As many of you will know, following positive developments on the ground in Leeds, the Ripple Open Source Initiative began in 2015 and moved into the not for profit, Ripple Foundation shortly thereafter. In targeting and supporting the development of key open source components to address usability (PulseTile utilising Marmelab’s React-Admin framework), interoperability (Rob Tweed’s QEWD) and vendor neutral data persistence (Christian Chevalley’s EtherCIS), we have tackled some of the most difficult challenges in healthcare and shown how they can be addressed together, with tools that work.

Its gratifying to know that these tools from leaders in their fields  have now been leveraged and are in use in projects in England, Finland, Germany, India , Scotland and more.. such is the power and potential of open source technology.

In Yorkshire, England, the open source Ripple stack has been key to the development of a Person Held Record for the Leeds and Yorkshire region, as well as key open source dimension to an integrating “system of systems” network to underpin that regions Yorkshire & Humber Care Record / NHS Local Health Care Record Exemplar (LHCRE) programme.

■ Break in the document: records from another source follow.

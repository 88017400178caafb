//! Import and export of entry trees.

pub mod json;

pub use json::{JsonEntry, entry_to_json, parse_entries, parse_values, values_to_json};
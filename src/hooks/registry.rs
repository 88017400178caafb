//! Per-path hook registry.
//!
//! [`HookRegistry`] is the stock [`HookDispatch`]: callbacks are registered
//! against an exact path and run in registration order. Pre-set callbacks run
//! inline and the first error vetoes the write. Post-set callbacks run either
//! inline or on a detached thread; their errors are logged and never reach the
//! writer.

use super::HookDispatch;
use crate::path;
use crate::storage::sqlite::acquire_lock;
use std::collections::HashMap;
use std::sync::{Arc, Mutex};

/// A registered callback, called with the normalized path and the new value.
pub type HookFn = Arc<dyn Fn(&str, &str) -> anyhow::Result<()> + Send + Sync>;

#[derive(Clone)]
struct PostHook {
    callback: HookFn,
    run_async: bool,
}

#[derive(Default)]
struct PathHooks {
    pre: Vec<HookFn>,
    post: Vec<PostHook>,
}

/// Hook callbacks keyed by normalized path.
///
/// A registry belongs to the store it is attached to with
/// [`Store::with_hooks`](crate::Store::with_hooks). Freshly opened stores
/// start with no hooks at all.
#[derive(Default)]
pub struct HookRegistry {
    hooks: Mutex<HashMap<String, PathHooks>>,
}

impl HookRegistry {
    /// Creates an empty registry.
    #[must_use]
    pub fn new() -> Self {
        Self::default()
    }

    /// Adds a pre-set callback for `path`.
    ///
    /// Callbacks for one path run in the order they were registered; the
    /// first one returning an error stops the rest and vetoes the write.
    pub fn register_pre_set<F>(&self, path: &str, callback: F)
    where
        F: Fn(&str, &str) -> anyhow::Result<()> + Send + Sync + 'static,
    {
        let path = path::normalize(path);
        tracing::debug!(path = %path, "Registered pre-set hook");
        acquire_lock(&self.hooks)
            .entry(path)
            .or_default()
            .pre
            .push(Arc::new(callback));
    }

    /// Adds a post-set callback for `path`.
    ///
    /// With `run_async` the callback runs on its own thread and the write
    /// does not wait for it.
    pub fn register_post_set<F>(&self, path: &str, callback: F, run_async: bool)
    where
        F: Fn(&str, &str) -> anyhow::Result<()> + Send + Sync + 'static,
    {
        let path = path::normalize(path);
        tracing::debug!(path = %path, run_async, "Registered post-set hook");
        acquire_lock(&self.hooks)
            .entry(path)
            .or_default()
            .post
            .push(PostHook {
                callback: Arc::new(callback),
                run_async,
            });
    }

    /// Removes every callback.
    pub fn clear(&self) {
        acquire_lock(&self.hooks).clear();
    }

    /// Number of callbacks registered for `path`, pre and post together.
    #[must_use]
    pub fn hook_count(&self, path: &str) -> usize {
        acquire_lock(&self.hooks)
            .get(&path::normalize(path))
            .map_or(0, |hooks| hooks.pre.len() + hooks.post.len())
    }

    // Callbacks are cloned out so none of them runs under the registry lock.
    fn pre_hooks(&self, path: &str) -> Vec<HookFn> {
        acquire_lock(&self.hooks)
            .get(path)
            .map(|hooks| hooks.pre.clone())
            .unwrap_or_default()
    }

    fn post_hooks(&self, path: &str) -> Vec<PostHook> {
        acquire_lock(&self.hooks)
            .get(path)
            .map(|hooks| hooks.post.clone())
            .unwrap_or_default()
    }
}

impl HookDispatch for HookRegistry {
    fn pre_set(&self, path: &str, value: &str) -> anyhow::Result<()> {
        for callback in self.pre_hooks(path) {
            callback(path, value)?;
        }
        Ok(())
    }

    fn post_set(&self, path: &str, value: &str) {
        for hook in self.post_hooks(path) {
            if !hook.run_async {
                if let Err(e) = (hook.callback)(path, value) {
                    tracing::warn!(path = %path, error = %e, "Post-set hook failed");
                }
                continue;
            }

            let owned_path = path.to_string();
            let owned_value = value.to_string();
            let spawned = std::thread::Builder::new()
                .name("kvtree-post-set".to_string())
                .spawn(move || {
                    if let Err(e) = (hook.callback)(&owned_path, &owned_value) {
                        tracing::warn!(path = %owned_path, error = %e, "Async post-set hook failed");
                    }
                });
            if let Err(e) = spawned {
                metrics::counter!("kvtree_hook_spawn_failures_total").increment(1);
                tracing::warn!(path = %path, error = %e, "Could not spawn post-set hook thread");
            }
        }
    }
}

impl std::fmt::Debug for HookRegistry {
    fn fmt(&self, f: &mut std::fmt::Formatter<'_>) -> std::fmt::Result {
        f.debug_struct("HookRegistry")
            .field("paths", &acquire_lock(&self.hooks).len())
            .finish()
    }
}
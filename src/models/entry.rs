//! Entry tree types.

use crate::path;
use chrono::{DateTime, Utc};
use std::collections::BTreeMap;

/// A node of the hierarchical namespace.
///
/// When `is_value` is true the entry is a leaf carrying `value` and has no
/// children. Otherwise it is a container and `children` maps each child's name
/// to its subtree. Trees returned by reads are snapshots: they hold no
/// reference back to the store.
#[derive(Debug, Clone, PartialEq, Eq)]
pub struct Entry {
    /// Normalized path of this entry. The root is `""`.
    pub path: String,
    /// Time of the last mutation of this entry.
    pub last_update: DateTime<Utc>,
    /// Whether this entry is a value or a container.
    pub is_value: bool,
    /// Payload. Empty for containers.
    pub value: String,
    /// Children by name. Always empty for values.
    pub children: BTreeMap<String, Self>,
}

impl Entry {
    /// Creates a value entry stamped with the current time.
    #[must_use]
    pub fn value(path: &str, value: impl Into<String>) -> Self {
        Self {
            path: path::normalize(path),
            last_update: Utc::now(),
            is_value: true,
            value: value.into(),
            children: BTreeMap::new(),
        }
    }

    /// Creates an empty container entry stamped with the current time.
    #[must_use]
    pub fn container(path: &str) -> Self {
        Self {
            path: path::normalize(path),
            last_update: Utc::now(),
            is_value: false,
            value: String::new(),
            children: BTreeMap::new(),
        }
    }

    /// Adds a child under `name`, rewriting the paths of the whole child
    /// subtree to sit below this entry.
    #[must_use]
    pub fn with_child(mut self, name: &str, child: Self) -> Self {
        self.insert_child(name, child);
        self
    }

    /// Inserts a child under `name`, replacing any previous child of that name.
    pub fn insert_child(&mut self, name: &str, mut child: Self) {
        child.path = path::child(&self.path, name);
        let mut stack: Vec<&mut Self> = vec![&mut child];
        while let Some(node) = stack.pop() {
            let base = node.path.clone();
            for (child_name, grandchild) in &mut node.children {
                grandchild.path = path::child(&base, child_name);
                stack.push(grandchild);
            }
        }
        self.children.insert(name.to_string(), child);
    }

    /// Name of this entry: the last path segment, empty for the root.
    #[must_use]
    pub fn name(&self) -> &str {
        path::leaf_name(&self.path)
    }

    /// Returns true if this entry is the root.
    #[must_use]
    pub fn is_root(&self) -> bool {
        self.path.is_empty()
    }

    /// Flattens the tree into `(path, value)` pairs for every value entry,
    /// sorted by path.
    #[must_use]
    pub fn values(&self) -> Vec<(String, String)> {
        let mut out = Vec::new();
        let mut stack = vec![self];
        while let Some(node) = stack.pop() {
            if node.is_value {
                out.push((node.path.clone(), node.value.clone()));
            } else {
                stack.extend(node.children.values());
            }
        }
        out.sort();
        out
    }

    /// Counts the entries in this tree, including itself.
    #[must_use]
    pub fn node_count(&self) -> usize {
        let mut count = 0;
        let mut stack = vec![self];
        while let Some(node) = stack.pop() {
            count += 1;
            stack.extend(node.children.values());
        }
        count
    }
}
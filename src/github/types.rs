// GitHub API response types.
// Defines the decode schema for the listing endpoint and the display
// projection used by the renderer.

use indexmap::IndexMap;
use serde::{Deserialize, Serialize};

/// Language-to-byte-count breakdown for one repository.
///
/// Insertion order matches the remote response and carries through to
/// rendering, so this is an ordered map rather than a hash map.
pub type LanguageBreakdown = IndexMap<String, u64>;

/// Repository entry as returned by the listing endpoint.
///
/// Only the fields the site needs; everything else in the cached objects is
/// ignored on decode.
#[derive(Debug, Clone, Deserialize)]
pub struct RawRepo {
    pub name: String,
    pub description: Option<String>,
    pub html_url: String,
    pub language: Option<String>,
    #[serde(default)]
    pub topics: Vec<String>,
    pub updated_at: String,
}

/// Display projection of a repository.
///
/// `updated_at` stays a string: the fixed-width ISO-8601 format sorts
/// correctly under lexicographic comparison and is never shown as a date.
#[derive(Debug, Clone, PartialEq, Serialize, Deserialize)]
pub struct RepoRecord {
    pub name: String,
    pub description: Option<String>,
    pub url: String,
    pub language: Option<String>,
    pub topics: Vec<String>,
    #[serde(rename = "updatedAt")]
    pub updated_at: String,
}

impl From<RawRepo> for RepoRecord {
    fn from(raw: RawRepo) -> Self {
        Self {
            name: raw.name,
            description: raw.description,
            url: raw.html_url,
            language: raw.language,
            topics: raw.topics,
            updated_at: raw.updated_at,
        }
    }
}

/// Outcome of resolving one repository's language breakdown.
#[derive(Debug, Clone, PartialEq)]
pub enum LanguageOutcome {
    /// Breakdown loaded from the cache.
    Breakdown(LanguageBreakdown),
    /// Fetch failed and left no cache file; rendered as an empty list.
    Unavailable,
}

impl LanguageOutcome {
    /// Language names in breakdown order, comma-joined.
    pub fn joined_names(&self) -> String {
        match self {
            LanguageOutcome::Breakdown(breakdown) => breakdown
                .keys()
                .map(String::as_str)
                .collect::<Vec<_>>()
                .join(", "),
            LanguageOutcome::Unavailable => String::new(),
        }
    }
}

#[cfg(test)]
mod tests {
    use super::*;

    #[test]
    fn test_raw_repo_projection() {
        let json = r#"{
            "name": "demo",
            "description": null,
            "html_url": "https://github.com/endj/demo",
            "language": "Rust",
            "updated_at": "2024-01-01T00:00:00Z",
            "stargazers_count": 7
        }"#;

        let raw: RawRepo = serde_json::from_str(json).unwrap();
        let record = RepoRecord::from(raw);

        assert_eq!(record.name, "demo");
        assert_eq!(record.description, None);
        assert_eq!(record.url, "https://github.com/endj/demo");
        assert_eq!(record.language.as_deref(), Some("Rust"));
        assert!(record.topics.is_empty());
        assert_eq!(record.updated_at, "2024-01-01T00:00:00Z");
    }

    #[test]
    fn test_breakdown_preserves_order() {
        let breakdown: LanguageBreakdown =
            serde_json::from_str(r#"{"Go": 120, "Python": 30, "C": 5}"#).unwrap();

        let names: Vec<_> = breakdown.keys().cloned().collect();
        assert_eq!(names, ["Go", "Python", "C"]);
    }

    #[test]
    fn test_joined_names() {
        let breakdown: LanguageBreakdown =
            serde_json::from_str(r#"{"Go": 120, "Python": 30}"#).unwrap();

        assert_eq!(
            LanguageOutcome::Breakdown(breakdown).joined_names(),
            "Go, Python"
        );
        assert_eq!(LanguageOutcome::Unavailable.joined_names(), "");
    }
}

In Scotland, the open source Ripple stack has been central to their efforts to get up and running a National Digital Platform for the Scottish NHS. They started off their work with a series of sprints using the principles of user centred design, agile development and open source + platform technology to get their national plans underway.

In Germany, the HighMed consortium have taken a fork of one of the Ripple Stack tools , the openEHR compliant EtherCIS system and worked to improve it before recently giving it back to the open source community as EHRbase. This open source tool is aimed as being central to their Research & Development efforts across 14 partner organisations throughout Germany

In Finland, the national Una Core eHealth platform is also leveraging the open source openEHR tooling we have fostered to build the basis of their national integrated care record platform to serve the people of Finland.

In India, an innovative team has used the Ripple open source stack to build an information system to support the Ayurveda care system , know as AyushEHR.

We will look shortly at the challenges these initiatives face, each large regional/national efforts in their own right, for now at least as we close out 2019 we acknowledge these small stories as success stories and take a little pride in what we have started….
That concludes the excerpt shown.